DATA RECORDS -
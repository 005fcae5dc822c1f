//! Cursor movement for the board, the swatch list and the help overlay.

use anyhow::Result;

use crate::shortcuts::Action;
use crate::tui::board::{move_cursor, Step};
use crate::tui::{AppState, Screen};

/// Moves whatever the current context navigates.
pub fn handle_navigate(state: &mut AppState, action: Action) -> Result<()> {
    if let Some(help) = state.help.as_mut() {
        match action {
            Action::NavigateUp => help.scroll_up(),
            Action::NavigateDown => help.scroll_down(),
            _ => {}
        }
        return Ok(());
    }

    match state.screen {
        Screen::Palette => match action {
            Action::NavigateUp => state.palette.select_previous(),
            Action::NavigateDown => state.palette.select_next(),
            _ => {}
        },
        Screen::Board => {
            let step = match action {
                Action::NavigateUp => Step::Up,
                Action::NavigateDown => Step::Down,
                Action::NavigateLeft => Step::Left,
                Action::NavigateRight => Step::Right,
                _ => return Ok(()),
            };
            state.cursor = move_cursor(
                state.cursor,
                state.session.game().cards().len(),
                state.session.difficulty().columns(),
                step,
            );
        }
    }

    Ok(())
}

#[cfg(test)]
mod tests {
    use crate::tui::test_support::*;
    use crossterm::event::KeyCode;
    use std::time::Instant;

    #[test]
    fn test_board_cursor_keys() {
        let mut state = state();
        let now = Instant::now();

        // Easy: 2 rows of 3
        press(&mut state, KeyCode::Right, now);
        press(&mut state, KeyCode::Char('l'), now);
        assert_eq!(state.cursor, 2);
        press(&mut state, KeyCode::Right, now);
        assert_eq!(state.cursor, 2);
        press(&mut state, KeyCode::Char('j'), now);
        assert_eq!(state.cursor, 5);
        press(&mut state, KeyCode::Down, now);
        assert_eq!(state.cursor, 5);
        press(&mut state, KeyCode::Char('h'), now);
        press(&mut state, KeyCode::Up, now);
        assert_eq!(state.cursor, 1);
    }
}
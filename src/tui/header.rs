//! Title bar with the difficulty selector, score and moves.

use ratatui::{
    layout::{Constraint, Direction, Layout, Rect},
    style::{Modifier, Style},
    text::{Line, Span},
    widgets::{Block, Borders, Paragraph},
    Frame,
};

use super::{AppState, Screen};
use crate::branding::{APP_DISPLAY_NAME, APP_TAGLINE, PALETTE_TITLE};
use crate::models::Difficulty;

/// Renders the header.
pub fn render(f: &mut Frame, area: Rect, state: &AppState) {
    let theme = &state.theme;

    let block = Block::default()
        .borders(Borders::ALL)
        .border_style(Style::default().fg(theme.primary))
        .style(Style::default().bg(theme.background));
    let inner = block.inner(area);
    f.render_widget(block, area);

    let columns = Layout::default()
        .direction(Direction::Horizontal)
        .constraints([Constraint::Min(20), Constraint::Length(44)])
        .split(inner);

    let subtitle = match state.screen {
        Screen::Board => APP_TAGLINE,
        Screen::Palette => PALETTE_TITLE,
    };
    let title = Paragraph::new(vec![
        Line::from(Span::styled(
            APP_DISPLAY_NAME,
            Style::default()
                .fg(theme.primary)
                .add_modifier(Modifier::BOLD),
        )),
        Line::from(Span::styled(subtitle, Style::default().fg(theme.text_muted))),
    ]);
    f.render_widget(title, columns[0]);

    let mut selector = Vec::new();
    for (i, level) in Difficulty::ALL.iter().enumerate() {
        if i > 0 {
            selector.push(Span::raw(" "));
        }
        let style = if *level == state.session.difficulty() {
            Style::default()
                .fg(theme.background)
                .bg(theme.accent)
                .add_modifier(Modifier::BOLD)
        } else {
            Style::default().fg(theme.text_muted)
        };
        selector.push(Span::styled(format!(" {} {} ", i + 1, level.label()), style));
    }

    let stats = Line::from(vec![
        Span::styled("Score ", Style::default().fg(theme.text_muted)),
        Span::styled(
            state.session.score().to_string(),
            Style::default().fg(theme.text).add_modifier(Modifier::BOLD),
        ),
        Span::raw("   "),
        Span::styled("Moves ", Style::default().fg(theme.text_muted)),
        Span::styled(
            state.session.moves().to_string(),
            Style::default().fg(theme.text).add_modifier(Modifier::BOLD),
        ),
    ]);

    let right = Paragraph::new(vec![Line::from(selector), stats])
        .alignment(ratatui::layout::Alignment::Right);
    f.render_widget(right, columns[1]);
}
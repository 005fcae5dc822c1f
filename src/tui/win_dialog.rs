//! Modal shown once every pair is found.

use ratatui::{
    layout::{Alignment, Rect},
    style::{Modifier, Style},
    text::{Line, Span},
    widgets::{Block, BorderType, Borders, Clear, Paragraph},
    Frame,
};

use super::AppState;

const DIALOG_WIDTH: u16 = 40;
const DIALOG_HEIGHT: u16 = 11;

/// Renders the win dialog centred in `area`.
pub fn render(f: &mut Frame, area: Rect, state: &AppState) {
    let theme = &state.theme;

    let width = DIALOG_WIDTH.min(area.width);
    let height = DIALOG_HEIGHT.min(area.height);
    let dialog = Rect::new(
        area.x + (area.width - width) / 2,
        area.y + (area.height - height) / 2,
        width,
        height,
    );
    f.render_widget(Clear, dialog);

    let block = Block::default()
        .borders(Borders::ALL)
        .border_type(BorderType::Double)
        .border_style(Style::default().fg(theme.accent))
        .style(Style::default().bg(theme.surface));

    let label = Style::default().fg(theme.text_muted);
    let value = Style::default().fg(theme.text).add_modifier(Modifier::BOLD);
    let key = Style::default()
        .fg(theme.accent)
        .add_modifier(Modifier::BOLD);

    let lines = vec![
        Line::from(""),
        Line::from(Span::styled(
            "★ YOU WON! ★",
            Style::default()
                .fg(theme.success)
                .add_modifier(Modifier::BOLD),
        )),
        Line::from(Span::styled("Great Job, Super Star!", label)),
        Line::from(""),
        Line::from(vec![
            Span::styled("SCORE ", label),
            Span::styled(state.session.score().to_string(), value),
            Span::raw("    "),
            Span::styled("MOVES ", label),
            Span::styled(state.session.moves().to_string(), value),
        ]),
        Line::from(""),
        Line::from(vec![
            Span::styled("Enter", key),
            Span::styled(" Play Again   ", label),
            Span::styled("r", key),
            Span::styled(" Reset", label),
        ]),
    ];

    let paragraph = Paragraph::new(lines)
        .alignment(Alignment::Center)
        .block(block);
    f.render_widget(paragraph, dialog);
}

#[cfg(test)]
mod tests {
    use crate::tui::test_support::*;
    use std::time::{Duration, Instant};

    #[test]
    fn test_dialog_after_win() {
        let mut state = state();
        let mut now = Instant::now();

        // Seeded deck: pair cards by colour and play them
        let cards = state.session.game().cards().to_vec();
        let mut done = vec![false; cards.len()];
        for i in 0..cards.len() {
            if done[i] {
                continue;
            }
            let j = (i + 1..cards.len())
                .find(|&j| cards[j].color.matches(&cards[i].color))
                .unwrap();
            done[i] = true;
            done[j] = true;
            state.session.click_index(i, now);
            state.session.click_index(j, now);
            now += Duration::from_millis(1100);
            state.tick(now);
        }

        assert!(state.session.is_won());
        let screen = draw(&state, 100, 30);
        assert!(screen.contains("YOU WON!"));
        assert!(screen.contains("Great Job, Super Star!"));
        assert!(screen.contains("300"));
    }
}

ABOUT THIS TASK -
Print the material verbatim, all of it.

WRITTEN RESPONSE -
repository 005fcae5dc822c1f
//! Cursor movement for the board, the swatch list and the help overlay.

use anyhow::Result;

use crate::shortcuts::Action;
use crate::tui::board::{move_cursor, Step};
use crate::tui::{AppState, Screen};

/// Moves whatever the current context navigates.
pub fn handle_navigate(state: &mut AppState, action: Action) -> Result<()> {
    if let Some(help) = state.help.as_mut() {
        match action {
            Action::NavigateUp => help.scroll_up(),
            Action::NavigateDown => help.scroll_down(),
            _ => {}
        }
        return Ok(());
    }

    match state.screen {
        Screen::Palette => match action {
            Action::NavigateUp => state.palette.select_previous(),
            Action::NavigateDown => state.palette.select_next(),
            _ => {}
        },
        Screen::Board => {
            let step = match action {
                Action::NavigateUp => Step::Up,
                Action::NavigateDown => Step::Down,
                Action::NavigateLeft => Step::Left,
                Action::NavigateRight => Step::Right,
                _ => return Ok(()),
            };
            state.cursor = move_cursor(
                state.cursor,
                state.session.game().cards().len(),
                state.session.difficulty().columns(),
                step,
            );
        }
    }

    Ok(())
}

#[cfg(test)]
mod tests {
    use crate::tui::test_support::*;
    use crossterm::event::KeyCode;
    use std::time::Instant;

    #[test]
    fn test_board_cursor_keys() {
        let mut state = state();
        let now = Instant::now();

        // Easy: 2 rows of 3
        press(&mut state, KeyCode::Right, now);
        press(&mut state, KeyCode::Char('l'), now);
        assert_eq!(state.cursor, 2);
        press(&mut state, KeyCode::Right, now);
        assert_eq!(state.cursor, 2);
        press(&mut state, KeyCode::Char('j'), now);
        assert_eq!(state.cursor, 5);
        press(&mut state, KeyCode::Down, now);
        assert_eq!(state.cursor, 5);
        press(&mut state, KeyCode::Char('h'), now);
        press(&mut state, KeyCode::Up, now);
        assert_eq!(state.cursor, 1);
    }
}
filename src/tui/header.rs
//! Title bar with the difficulty selector, score and moves.

use ratatui::{
    layout::{Constraint, Direction, Layout, Rect},
    style::{Modifier, Style},
    text::{Line, Span},
    widgets::{Block, Borders, Paragraph},
    Frame,
};

use super::{AppState, Screen};
use crate::branding::{APP_DISPLAY_NAME, APP_TAGLINE, PALETTE_TITLE};
use crate::models::Difficulty;

/// Renders the header.
pub fn render(f: &mut Frame, area: Rect, state: &AppState) {
    let theme = &state.theme;

    let block = Block::default()
        .borders(Borders::ALL)
        .border_style(Style::default().fg(theme.primary))
        .style(Style::default().bg(theme.background));
    let inner = block.inner(area);
    f.render_widget(block, area);

    let columns = Layout::default()
        .direction(Direction::Horizontal)
        .constraints([Constraint::Min(20), Constraint::Length(44)])
        .split(inner);

    let subtitle = match state.screen {
        Screen::Board => APP_TAGLINE,
        Screen::Palette => PALETTE_TITLE,
    };
    let title = Paragraph::new(vec![
        Line::from(Span::styled(
            APP_DISPLAY_NAME,
            Style::default()
                .fg(theme.primary)
                .add_modifier(Modifier::BOLD),
        )),
        Line::from(Span::styled(subtitle, Style::default().fg(theme.text_muted))),
    ]);
    f.render_widget(title, columns[0]);

    let mut selector = Vec::new();
    for (i, level) in Difficulty::ALL.iter().enumerate() {
        if i > 0 {
            selector.push(Span::raw(" "));
        }
        let style = if *level == state.session.difficulty() {
            Style::default()
                .fg(theme.background)
                .bg(theme.accent)
                .add_modifier(Modifier::BOLD)
        } else {
            Style::default().fg(theme.text_muted)
        };
        selector.push(Span::styled(format!(" {} {} ", i + 1, level.label()), style));
    }

    let stats = Line::from(vec![
        Span::styled("Score ", Style::default().fg(theme.text_muted)),
        Span::styled(
            state.session.score().to_string(),
            Style::default().fg(theme.text).add_modifier(Modifier::BOLD),
        ),
        Span::raw("   "),
        Span::styled("Moves ", Style::default().fg(theme.text_muted)),
        Span::styled(
            state.session.moves().to_string(),
            Style::default().fg(theme.text).add_modifier(Modifier::BOLD),
        ),
    ]);

    let right = Paragraph::new(vec![Line::from(selector), stats])
        .alignment(ratatui::layout::Alignment::Right);
    f.render_widget(right, columns[1]);
}
repository 005fcae5dc822c1f
filename src/tui/win_dialog.rs
//! Modal shown once every pair is found.

use ratatui::{
    layout::{Alignment, Rect},
    style::{Modifier, Style},
    text::{Line, Span},
    widgets::{Block, BorderType, Borders, Clear, Paragraph},
    Frame,
};

use super::AppState;

const DIALOG_WIDTH: u16 = 40;
const DIALOG_HEIGHT: u16 = 11;

/// Renders the win dialog centred in `area`.
pub fn render(f: &mut Frame, area: Rect, state: &AppState) {
    let theme = &state.theme;

    let width = DIALOG_WIDTH.min(area.width);
    let height = DIALOG_HEIGHT.min(area.height);
    let dialog = Rect::new(
        area.x + (area.width - width) / 2,
        area.y + (area.height - height) / 2,
        width,
        height,
    );
    f.render_widget(Clear, dialog);

    let block = Block::default()
        .borders(Borders::ALL)
        .border_type(BorderType::Double)
        .border_style(Style::default().fg(theme.accent))
        .style(Style::default().bg(theme.surface));

    let label = Style::default().fg(theme.text_muted);
    let value = Style::default().fg(theme.text).add_modifier(Modifier::BOLD);
    let key = Style::default()
        .fg(theme.accent)
        .add_modifier(Modifier::BOLD);

    let lines = vec![
        Line::from(""),
        Line::from(Span::styled(
            "★ YOU WON! ★",
            Style::default()
                .fg(theme.success)
                .add_modifier(Modifier::BOLD),
        )),
        Line::from(Span::styled("Great Job, Super Star!", label)),
        Line::from(""),
        Line::from(vec![
            Span::styled("SCORE ", label),
            Span::styled(state.session.score().to_string(), value),
            Span::raw("    "),
            Span::styled("MOVES ", label),
            Span::styled(state.session.moves().to_string(), value),
        ]),
        Line::from(""),
        Line::from(vec![
            Span::styled("Enter", key),
            Span::styled(" Play Again   ", label),
            Span::styled("r", key),
            Span::styled(" Reset", label),
        ]),
    ];

    let paragraph = Paragraph::new(lines)
        .alignment(Alignment::Center)
        .block(block);
    f.render_widget(paragraph, dialog);
}

#[cfg(test)]
mod tests {
    use crate::tui::test_support::*;
    use std::time::{Duration, Instant};

    #[test]
    fn test_dialog_after_win() {
        let mut state = state();
        let mut now = Instant::now();

        // Seeded deck: pair cards by colour and play them
        let cards = state.session.game().cards().to_vec();
        let mut done = vec![false; cards.len()];
        for i in 0..cards.len() {
            if done[i] {
                continue;
            }
            let j = (i + 1..cards.len())
                .find(|&j| cards[j].color.matches(&cards[i].color))
                .unwrap();
            done[i] = true;
            done[j] = true;
            state.session.click_index(i, now);
            state.session.click_index(j, now);
            now += Duration::from_millis(1100);
            state.tick(now);
        }

        assert!(state.session.is_won());
        let screen = draw(&state, 100, 30);
        assert!(screen.contains("YOU WON!"));
        assert!(screen.contains("Great Job, Super Star!"));
        assert!(screen.contains("300"));
    }
}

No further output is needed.